Source data ::

----------------------------------------

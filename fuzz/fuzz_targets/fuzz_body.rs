#![no_main]
use std::convert::Infallible;

use bytes::Bytes;
use futures::{future, stream};
use libfuzzer_sys::fuzz_target;
use multipart_stress::{BodyEnd, Boundary, FormConfig, IncomingForm};
use tokio::{runtime, sync::mpsc};

fuzz_target!(|body: &[u8]| {
    let stream = stream::once(future::ready(Ok::<_, Infallible>(Bytes::copy_from_slice(body))));
    let boundary = Boundary::new("xoxo");

    let uploads = std::env::temp_dir().join("multipart-stress-fuzz");
    std::fs::create_dir_all(&uploads).expect("upload dir");

    let rt = runtime::Builder::new_current_thread()
        .enable_all()
        .build()
        .expect("runtime");

    let (events, mut rx) = mpsc::unbounded_channel();
    let form = IncomingForm::new(FormConfig::new(&uploads).with_max_files(Some(4)), events);

    rt.block_on(async {
        let parsed = form
            .parse(stream, &boundary, future::ready(BodyEnd::Complete))
            .await;

        let mut terminal = 0;
        while let Ok(event) = rx.try_recv() {
            if event.is_terminal() {
                terminal += 1;
            }
        }
        assert_eq!(terminal, 1);

        for file in parsed.files.values().flatten() {
            let _ = std::fs::remove_file(&file.path);
        }
    });
});
//! Streaming multipart body assembly.
//!
//! [`BodyStream`] yields the request body as a sequence of [`Bytes`]
//! chunks: an envelope, the file's content in bounded reads, the frame end,
//! and so on for every fixture, followed by the global terminator. A file is
//! only opened after the previous file's reader has reached EOF, so at most
//! one file is in flight and frames appear in [`FixtureSet`] order. The
//! consumer drives the pace; nothing is read ahead of what it polls.

use std::{
    fmt,
    io,
    path::PathBuf,
    pin::Pin,
    task::{Context, Poll},
};

use bytes::Bytes;
use futures::{future::BoxFuture, ready, FutureExt, Stream};
use tokio::fs::File;
use tokio_util::io::ReaderStream;

use crate::{
    boundary::Boundary,
    fixtures::FixtureSet,
    frame::{self, FrameEnvelope, FRAME_END},
};

/// Size of each read from a fixture file (64 KiB).
const READ_CHUNK: usize = 64 << 10;

/// A fixture could not be opened or read while streaming.
#[derive(Debug, thiserror::Error)]
#[error("failed to read fixture {}: {source}", .path.display())]
pub struct BodyError {
    /// The fixture being streamed.
    pub path: PathBuf,
    /// Underlying failure.
    #[source]
    pub source: io::Error,
}

/// Frames a [`FixtureSet`] as one `multipart/form-data` body.
#[derive(Debug, Clone)]
pub struct BodyAssembler {
    boundary: Boundary,
    fixtures: FixtureSet,
}

impl BodyAssembler {
    /// Frame `fixtures` using `boundary`.
    #[must_use]
    pub fn new(boundary: Boundary, fixtures: FixtureSet) -> Self {
        Self { boundary, fixtures }
    }

    /// The boundary used for every frame.
    #[must_use]
    pub fn boundary(&self) -> &Boundary {
        &self.boundary
    }

    /// The fixtures being framed.
    #[must_use]
    pub fn fixtures(&self) -> &FixtureSet {
        &self.fixtures
    }

    /// Exact length of the complete body, given the total fixture payload.
    #[must_use]
    pub fn content_length(&self, payload: u64) -> u64 {
        frame::content_length(&self.boundary, self.fixtures.len(), payload)
    }

    /// The complete body.
    #[must_use]
    pub fn stream(&self) -> BodyStream {
        BodyStream::new(self.boundary.clone(), self.fixtures.clone(), None)
    }

    /// A body cut short after `frames` complete parts.
    ///
    /// The last chunk is the opening delimiter of a part that never follows,
    /// which closes the final complete part for the receiver. `frames` is
    /// clamped to the fixture count.
    #[must_use]
    pub fn truncated_stream(&self, frames: usize) -> BodyStream {
        BodyStream::new(self.boundary.clone(), self.fixtures.clone(), Some(frames))
    }
}

enum State {
    /// Emit the next envelope, or the closing chunk.
    Envelope,
    Opening {
        path: PathBuf,
        open: BoxFuture<'static, io::Result<File>>,
    },
    Content {
        path: PathBuf,
        reader: ReaderStream<File>,
    },
    Done,
}

/// The outbound multipart body, see the [module docs](self).
pub struct BodyStream {
    boundary: Boundary,
    fixtures: FixtureSet,
    cut: Option<usize>,
    next: usize,
    state: State,
}

impl BodyStream {
    fn new(boundary: Boundary, fixtures: FixtureSet, cut: Option<usize>) -> Self {
        Self {
            boundary,
            fixtures,
            cut,
            next: 0,
            state: State::Envelope,
        }
    }

    /// Whether this body stops short of the global terminator.
    #[must_use]
    pub fn is_truncated(&self) -> bool {
        self.cut.is_some()
    }

    /// Number of parts whose content and frame end have been yielded.
    #[must_use]
    pub fn frames_completed(&self) -> usize {
        self.next
    }

    /// Number of parts this body will complete.
    #[must_use]
    pub fn frames_planned(&self) -> usize {
        self.cut
            .map_or(self.fixtures.len(), |cut| cut.min(self.fixtures.len()))
    }

    fn closing_chunk(&self) -> Bytes {
        if self.cut.is_some() {
            frame::delimiter(&self.boundary)
        } else {
            frame::tail(&self.boundary)
        }
    }
}

impl fmt::Debug for BodyStream {
    fn fmt(&self, f: &mut fmt::Formatter<'_>) -> fmt::Result {
        f.debug_struct("BodyStream")
            .field("boundary", &self.boundary)
            .field("files", &self.fixtures.len())
            .field("cut", &self.cut)
            .field("next", &self.next)
            .finish_non_exhaustive()
    }
}

impl Stream for BodyStream {
    type Item = Result<Bytes, BodyError>;

    fn poll_next(self: Pin<&mut Self>, cx: &mut Context<'_>) -> Poll<Option<Self::Item>> {
        let this = self.get_mut();

        loop {
            match &mut this.state {
                State::Envelope => {
                    let fixture = match this.fixtures.get(this.next) {
                        Some(fixture) if this.next < this.frames_planned() => fixture,
                        _ => {
                            let last = this.closing_chunk();
                            this.state = State::Done;
                            return Poll::Ready(Some(Ok(last)));
                        }
                    };

                    let envelope = FrameEnvelope::for_position(&this.boundary, this.next);
                    let path = fixture.as_path().to_path_buf();

                    tracing::debug!(
                        file = %path.display(),
                        field = %envelope.field_name(),
                        "framing fixture"
                    );

                    this.state = State::Opening {
                        open: File::open(path.clone()).boxed(),
                        path,
                    };

                    return Poll::Ready(Some(Ok(envelope.to_bytes())));
                }
                State::Opening { path, open } => match ready!(open.as_mut().poll(cx)) {
                    Ok(file) => {
                        let path = std::mem::take(path);
                        this.state = State::Content {
                            path,
                            reader: ReaderStream::with_capacity(file, READ_CHUNK),
                        };
                    }
                    Err(source) => {
                        let path = std::mem::take(path);
                        this.state = State::Done;
                        return Poll::Ready(Some(Err(BodyError { path, source })));
                    }
                },
                State::Content { path, reader } => {
                    match ready!(Pin::new(reader).poll_next(cx)) {
                        Some(Ok(chunk)) => return Poll::Ready(Some(Ok(chunk))),
                        Some(Err(source)) => {
                            let path = std::mem::take(path);
                            this.state = State::Done;
                            return Poll::Ready(Some(Err(BodyError { path, source })));
                        }
                        None => {
                            this.next += 1;
                            this.state = State::Envelope;
                            return Poll::Ready(Some(Ok(Bytes::from_static(FRAME_END))));
                        }
                    }
                }
                State::Done => return Poll::Ready(None),
            }
        }
    }
}
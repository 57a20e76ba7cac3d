use super::*;

#[test]
fn bearer_header_formats_scheme() {
    assert_eq!(bearer_header("abc"), "Bearer abc");
}

#[test]
fn classify_request_error_detects_timeouts() {
    assert_eq!(
        classify_request_error("The operation was aborted.", 500),
        TransportError::Timeout { timeout_ms: 500 }
    );
    assert_eq!(
        classify_request_error("Request TIMEOUT", 10),
        TransportError::Timeout { timeout_ms: 10 }
    );
}

#[test]
fn classify_request_error_defaults_to_network() {
    assert_eq!(
        classify_request_error("Failed to fetch", 500),
        TransportError::Network("Failed to fetch".to_owned())
    );
}

#[test]
fn read_reply_keeps_status_and_body() {
    let reply = read_reply(200, Ok(r#"{"user":{"_id":"u1"}}"#.to_owned()), 500);
    assert_eq!(reply, Ok(ProbeReply::new(200, r#"{"user":{"_id":"u1"}}"#)));
}

#[test]
fn read_reply_turns_failed_body_into_network_error() {
    let reply = read_reply(200, Err("connection reset".to_owned()), 500);
    assert_eq!(reply, Err(TransportError::Network("body read failed: connection reset".to_owned())));
}

#[test]
fn read_reply_aborted_body_is_a_timeout() {
    let reply = read_reply(200, Err("The operation was aborted.".to_owned()), 500);
    assert_eq!(reply, Err(TransportError::Timeout { timeout_ms: 500 }));
}

#[cfg(not(feature = "hydrate"))]
#[test]
fn browser_transport_is_unavailable_natively() {
    let transport = BrowserTransport::new(1000);
    let result = futures::executor::block_on(transport.get("/api/auth/me", "t"));
    assert_eq!(result, Err(TransportError::Unavailable));
}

----------------------------------------

Your instructions ::
Scan the data above for the string "user" and copy each line where it appears.

Response ::
    let reply = read_reply(200, Ok(r#"{"user":{"_id":"u1"}}"#.to_owned()), 500);
    assert_eq!(reply, Ok(ProbeReply::new(200, r#"{"user":{"_id":"u1"}}"#)));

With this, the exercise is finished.